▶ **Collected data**
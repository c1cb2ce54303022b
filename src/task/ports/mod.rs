//! Port contracts for task persistence and notification.

pub mod notifier;
pub mod repository;

pub use notifier::{TaskNotifier, TaskNotifierError};
pub use repository::{TaskRepository, TaskRepositoryError, TaskRepositoryResult};
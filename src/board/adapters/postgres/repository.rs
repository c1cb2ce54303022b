//! `PostgreSQL` repository implementation for boards and columns.

use super::{
    models::{BoardRow, ColumnRow},
    schema::{board_columns, boards},
};
use crate::board::{
    domain::{
        Board, BoardColor, BoardId, BoardTitle, Column, ColumnId, ColumnTitle, PersistedBoardData,
    },
    ports::{BoardRepository, BoardRepositoryError, BoardRepositoryResult},
};
use crate::persistence::PgPool;
use async_trait::async_trait;
use diesel::pg::PgConnection;
use diesel::prelude::*;
use diesel::result::{DatabaseErrorKind, Error as DieselError};

/// `PostgreSQL`-backed board repository.
#[derive(Debug, Clone)]
pub struct PostgresBoardRepository {
    pool: PgPool,
}

impl PostgresBoardRepository {
    /// Creates a new repository from a `PostgreSQL` connection pool.
    #[must_use]
    pub const fn new(pool: PgPool) -> Self {
        Self { pool }
    }

    async fn run_blocking<F, T>(&self, f: F) -> BoardRepositoryResult<T>
    where
        F: FnOnce(&mut PgConnection) -> BoardRepositoryResult<T> + Send + 'static,
        T: Send + 'static,
    {
        let pool = self.pool.clone();
        tokio::task::spawn_blocking(move || {
            let mut connection = pool.get().map_err(BoardRepositoryError::persistence)?;
            f(&mut connection)
        })
        .await
        .map_err(BoardRepositoryError::persistence)?
    }
}

#[async_trait]
impl BoardRepository for PostgresBoardRepository {
    async fn store_board(&self, board: &Board, columns: &[Column]) -> BoardRepositoryResult<()> {
        let board_id = board.id();
        let board_row = board_to_row(board);
        let column_rows = columns
            .iter()
            .map(column_to_row)
            .collect::<BoardRepositoryResult<Vec<_>>>()?;

        self.run_blocking(move |connection| {
            connection
                .transaction::<_, DieselError, _>(|tx| {
                    diesel::insert_into(boards::table)
                        .values(&board_row)
                        .execute(tx)?;
                    if !column_rows.is_empty() {
                        diesel::insert_into(board_columns::table)
                            .values(&column_rows)
                            .execute(tx)?;
                    }
                    Ok(())
                })
                .map_err(|err| match err {
                    DieselError::DatabaseError(DatabaseErrorKind::UniqueViolation, _) => {
                        BoardRepositoryError::DuplicateBoard(board_id)
                    }
                    _ => BoardRepositoryError::persistence(err),
                })
        })
        .await
    }

    async fn update_board(&self, board: &Board) -> BoardRepositoryResult<()> {
        let row = board_to_row(board);
        self.run_blocking(move |connection| {
            let updated = diesel::update(boards::table.filter(boards::id.eq(row.id)))
                .set((
                    boards::title.eq(&row.title),
                    boards::color.eq(&row.color),
                    boards::updated_at.eq(row.updated_at),
                ))
                .execute(connection)
                .map_err(BoardRepositoryError::persistence)?;
            if updated == 0 {
                return Err(BoardRepositoryError::BoardNotFound(BoardId::from_uuid(
                    row.id,
                )));
            }
            Ok(())
        })
        .await
    }

    async fn find_board(&self, id: BoardId) -> BoardRepositoryResult<Option<Board>> {
        self.run_blocking(move |connection| {
            let row = boards::table
                .filter(boards::id.eq(id.into_inner()))
                .select(BoardRow::as_select())
                .first::<BoardRow>(connection)
                .optional()
                .map_err(BoardRepositoryError::persistence)?;
            row.map(row_to_board).transpose()
        })
        .await
    }

    async fn boards_for_owner(&self, owner_id: &str) -> BoardRepositoryResult<Vec<Board>> {
        let owner = owner_id.to_owned();
        self.run_blocking(move |connection| {
            boards::table
                .filter(boards::owner_id.eq(owner))
                .order(boards::created_at.desc())
                .select(BoardRow::as_select())
                .load::<BoardRow>(connection)
                .map_err(BoardRepositoryError::persistence)?
                .into_iter()
                .map(row_to_board)
                .collect()
        })
        .await
    }

    async fn store_column(&self, column: &Column) -> BoardRepositoryResult<()> {
        let board_id = column.board_id();
        let row = column_to_row(column)?;
        self.run_blocking(move |connection| {
            diesel::insert_into(board_columns::table)
                .values(&row)
                .execute(connection)
                .map_err(|err| match err {
                    DieselError::DatabaseError(DatabaseErrorKind::ForeignKeyViolation, _) => {
                        BoardRepositoryError::BoardNotFound(board_id)
                    }
                    _ => BoardRepositoryError::persistence(err),
                })?;
            Ok(())
        })
        .await
    }

    async fn update_column(&self, column: &Column) -> BoardRepositoryResult<()> {
        let column_id = column.id();
        let row = column_to_row(column)?;
        self.run_blocking(move |connection| {
            let updated = diesel::update(board_columns::table.filter(board_columns::id.eq(row.id)))
                .set((
                    board_columns::title.eq(&row.title),
                    board_columns::sort_order.eq(row.sort_order),
                ))
                .execute(connection)
                .map_err(BoardRepositoryError::persistence)?;
            if updated == 0 {
                return Err(BoardRepositoryError::ColumnNotFound(column_id));
            }
            Ok(())
        })
        .await
    }

    async fn find_column(&self, id: ColumnId) -> BoardRepositoryResult<Option<Column>> {
        self.run_blocking(move |connection| {
            let row = board_columns::table
                .filter(board_columns::id.eq(id.into_inner()))
                .select(ColumnRow::as_select())
                .first::<ColumnRow>(connection)
                .optional()
                .map_err(BoardRepositoryError::persistence)?;
            row.map(row_to_column).transpose()
        })
        .await
    }

    async fn columns_for_board(&self, board_id: BoardId) -> BoardRepositoryResult<Vec<Column>> {
        self.run_blocking(move |connection| {
            board_columns::table
                .filter(board_columns::board_id.eq(board_id.into_inner()))
                .order(board_columns::sort_order.asc())
                .select(ColumnRow::as_select())
                .load::<ColumnRow>(connection)
                .map_err(BoardRepositoryError::persistence)?
                .into_iter()
                .map(row_to_column)
                .collect()
        })
        .await
    }

    async fn columns_with_titles(&self, titles: &[&str]) -> BoardRepositoryResult<Vec<Column>> {
        let wanted: Vec<String> = titles.iter().map(|title| (*title).to_owned()).collect();
        self.run_blocking(move |connection| {
            board_columns::table
                .filter(board_columns::title.eq_any(wanted))
                .order(board_columns::sort_order.asc())
                .select(ColumnRow::as_select())
                .load::<ColumnRow>(connection)
                .map_err(BoardRepositoryError::persistence)?
                .into_iter()
                .map(row_to_column)
                .collect()
        })
        .await
    }
}

fn board_to_row(board: &Board) -> BoardRow {
    BoardRow {
        id: board.id().into_inner(),
        title: board.title().as_str().to_owned(),
        color: board.color().as_str().to_owned(),
        owner_id: board.owner_id().to_owned(),
        created_at: board.created_at(),
        updated_at: board.updated_at(),
    }
}

fn column_to_row(column: &Column) -> BoardRepositoryResult<ColumnRow> {
    Ok(ColumnRow {
        id: column.id().into_inner(),
        board_id: column.board_id().into_inner(),
        title: column.title().as_str().to_owned(),
        sort_order: i32::try_from(column.sort_order()).map_err(BoardRepositoryError::persistence)?,
    })
}

fn row_to_board(row: BoardRow) -> BoardRepositoryResult<Board> {
    let BoardRow {
        id,
        title,
        color,
        owner_id,
        created_at,
        updated_at,
    } = row;
    Ok(Board::from_persisted(PersistedBoardData {
        id: BoardId::from_uuid(id),
        title: BoardTitle::new(title).map_err(BoardRepositoryError::persistence)?,
        color: BoardColor::new(color).map_err(BoardRepositoryError::persistence)?,
        owner_id,
        created_at,
        updated_at,
    }))
}

fn row_to_column(row: ColumnRow) -> BoardRepositoryResult<Column> {
    let sort_order = u32::try_from(row.sort_order).map_err(BoardRepositoryError::persistence)?;
    let title = ColumnTitle::new(row.title).map_err(BoardRepositoryError::persistence)?;
    Ok(Column::from_persisted(
        ColumnId::from_uuid(row.id),
        BoardId::from_uuid(row.board_id),
        title,
        sort_order,
    ))
}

▶ **Work required**
If a line of the records above includes the word "transpose", count it; state the final number with no other words.

▶ **Exercise answer**
2